__ Summary and Contributions__: The rebuttal and discussion confirms my positive impression of this article.
---
The title accurately summarizes the article. It addresses a zero-sum Markov game setting in which a generative model is available, and establishes sample complexity bounds for model-based RL to find epsilon-Nash Equilibrium solutions. Additional derivations of corresponding lower bounds establish the near optimality of the achieved sample complexity.

__ Strengths__: The obtained results are derived from general assumptions, and thus widely applicable. The work is fundamental and theoretic in nature, contributing to the frontier of theoretical guarantees in multi-agent reinforcement learning, which is highly relevant to the NeurIPS community. The article conveys an astounding technical depth while maintaining a coherent organisation and surprisingly good readability.

__ Weaknesses__: The very fundamental nature is a limitation of this work in terms of the audience that it may find. The broader impact section could be used to reflect on the impact of complexity bounds on applications. As-is it rather merely re-iterates the contributions.

__ Correctness__: The arguments in the main text are delivered meticulously and appear consistent. To the degree that I sampled from the appendix it seems correct.

__ Clarity__: The presentation is outstanding. Clean use of technical concepts, and reference to their mathematical nature (such as the "saddle-point problem"), ease the reading of this technically dense material. The article makes a good compromise of presenting a roadmap of proofs in the main body, and deferring technical detail to the appendix.

__ Relation to Prior Work__: Demarcation to prior work is detailed and precise.

__ Reproducibility__: Yes

__ Additional Feedback__: The total variation distance could be mentioned in the appendix for completeness sake.
- "(3.3) is built upon Theorem 3.2" could better read "Corrolary 3.3 ..."

__ Summary and Contributions__: The paper provides an approach to learn a zero-sum Markov game from a sampling model and shows how much sampling is needed to achieve eps-optimal values and policies.

__ Strengths__: It builds on recent results in the single agent setting and contributes careful formal comparisons and analyses to the question.

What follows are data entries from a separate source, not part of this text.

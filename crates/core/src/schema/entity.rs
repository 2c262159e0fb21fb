//! Entity schema definition.

use super::check_naming_rules;
use super::field::FieldDef;
use crate::error::{Error, Result};
use crate::types::DataType;
use serde::{Deserialize, Serialize};

/// The declared shape of one entity type.
#[derive(Clone, Debug, PartialEq, Eq, Serialize, Deserialize)]
pub struct EntitySchema {
    name: String,
    fields: Vec<FieldDef>,
}

impl EntitySchema {
    /// Starts building a schema for the named entity.
    pub fn builder(name: impl Into<String>) -> EntitySchemaBuilder {
        EntitySchemaBuilder {
            name: name.into(),
            fields: Vec::new(),
        }
    }

    /// Returns the entity name.
    #[inline]
    pub fn name(&self) -> &str {
        &self.name
    }

    /// Returns the fields in declaration order.
    #[inline]
    pub fn fields(&self) -> &[FieldDef] {
        &self.fields
    }

    /// Gets a field by name.
    pub fn field(&self, name: &str) -> Option<&FieldDef> {
        self.fields.iter().find(|f| f.name() == name)
    }

    /// Gets a field position by name.
    pub fn field_index(&self, name: &str) -> Option<usize> {
        self.fields.iter().position(|f| f.name() == name)
    }

    /// Returns true if the entity declares the field.
    #[inline]
    pub fn has_field(&self, name: &str) -> bool {
        self.field_index(name).is_some()
    }

    /// Fails with `InvalidField` unless the entity declares the field.
    pub fn check_field(&self, name: &str) -> Result<&FieldDef> {
        self.field(name)
            .ok_or_else(|| Error::invalid_field(&self.name, name))
    }

    /// Checks naming rules and field uniqueness.
    ///
    /// Schemas read from model files go through this before use.
    pub fn validate(&self) -> Result<()> {
        check_naming_rules(&self.name)?;
        for (i, field) in self.fields.iter().enumerate() {
            check_naming_rules(field.name())?;
            if self.fields[..i].iter().any(|f| f.name() == field.name()) {
                return Err(Error::schema(format!(
                    "duplicate field `{}` in entity `{}`",
                    field.name(),
                    self.name
                )));
            }
        }
        Ok(())
    }
}

/// Builder for entity schemas.
pub struct EntitySchemaBuilder {
    name: String,
    fields: Vec<FieldDef>,
}

impl EntitySchemaBuilder {
    /// Adds a required field.
    pub fn field(mut self, name: impl Into<String>, data_type: DataType) -> Self {
        self.fields.push(FieldDef::new(name, data_type));
        self
    }

    /// Adds a field that may hold Null.
    pub fn optional_field(mut self, name: impl Into<String>, data_type: DataType) -> Self {
        self.fields.push(FieldDef::new(name, data_type).optional(true));
        self
    }

    /// Adds a required field whose values must be unique.
    pub fn unique_field(mut self, name: impl Into<String>, data_type: DataType) -> Self {
        self.fields.push(FieldDef::new(name, data_type).unique(true));
        self
    }

    /// Adds a fully specified field.
    pub fn field_def(mut self, field: FieldDef) -> Self {
        self.fields.push(field);
        self
    }

    /// Builds and validates the schema.
    pub fn build(self) -> Result<EntitySchema> {
        let schema = EntitySchema {
            name: self.name,
            fields: self.fields,
        };
        schema.validate()?;
        Ok(schema)
    }
}

#[cfg(test)]
mod tests {
    use super::*;

    #[test]
    fn test_builder_and_lookup() {
        let schema = EntitySchema::builder("Person")
            .field("name", DataType::String)
            .optional_field("date", DataType::DateTime)
            .unique_field("email", DataType::String)
            .build()
            .unwrap();

        assert_eq!(schema.name(), "Person");
        assert_eq!(schema.fields().len(), 3);
        assert_eq!(schema.field_index("date"), Some(1));
        assert!(schema.field("email").unwrap().is_unique());
        assert!(!schema.has_field("nickname"));
    }

    #[test]
    fn test_check_field() {
        let schema = EntitySchema::builder("Person")
            .field("name", DataType::String)
            .build()
            .unwrap();
        assert!(schema.check_field("name").is_ok());
        assert!(matches!(
            schema.check_field("age"),
            Err(Error::InvalidField { .. })
        ));
    }

    #[test]
    fn test_duplicate_field_rejected() {
        let result = EntitySchema::builder("Person")
            .field("name", DataType::String)
            .field("name", DataType::Int64)
            .build();
        assert!(matches!(result, Err(Error::Schema { .. })));
    }

    #[test]
    fn test_invalid_names_rejected() {
        assert!(EntitySchema::builder("").build().is_err());
        assert!(EntitySchema::builder("Person")
            .field("first name", DataType::String)
            .build()
            .is_err());
    }
}
//! Schema module for Glaze.
//!
//! This module contains the schema definitions: fields, entity schemas, the
//! resolved `Model`, and the `ObjectModel` strategies that load one.

mod entity;
mod field;
mod model;
mod object_model;

pub use entity::{EntitySchema, EntitySchemaBuilder};
pub use field::FieldDef;
pub use model::{Model, MODEL_FILE_SUFFIX};
pub use object_model::ObjectModel;

use crate::error::{Error, Result};

/// Validates that a name follows the identifier rules used for entities and fields.
pub(crate) fn check_naming_rules(name: &str) -> Result<()> {
    let mut chars = name.chars();
    let first = chars
        .next()
        .ok_or_else(|| Error::schema("name cannot be empty"))?;
    if !first.is_ascii_alphabetic() && first != '_' {
        return Err(Error::schema(format!(
            "name must start with letter or underscore: {}",
            name
        )));
    }
    if !chars.all(|c| c.is_ascii_alphanumeric() || c == '_') {
        return Err(Error::schema(format!("name contains invalid characters: {}", name)));
    }
    Ok(())
}

#[cfg(test)]
mod tests {
    use super::*;

    #[test]
    fn test_naming_rules() {
        assert!(check_naming_rules("Person").is_ok());
        assert!(check_naming_rules("_private2").is_ok());
        assert!(check_naming_rules("").is_err());
        assert!(check_naming_rules("2fast").is_err());
        assert!(check_naming_rules("first-name").is_err());
    }
}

__ Weaknesses__: The primary conceptual idea here is the smooth planning oracle. I think the paper would be improved if this idea were applied to/demonstrated in some simple games to build the reader's intuition.

__ Correctness__: The main proofs are in the supplementary material, so it's hard to tell from the paper if the results are correct. Nevertheless, the results are presented carefully and connected to closely related results and I don't see any obvious flaws.

__ Clarity__: Clarity is well above the bar.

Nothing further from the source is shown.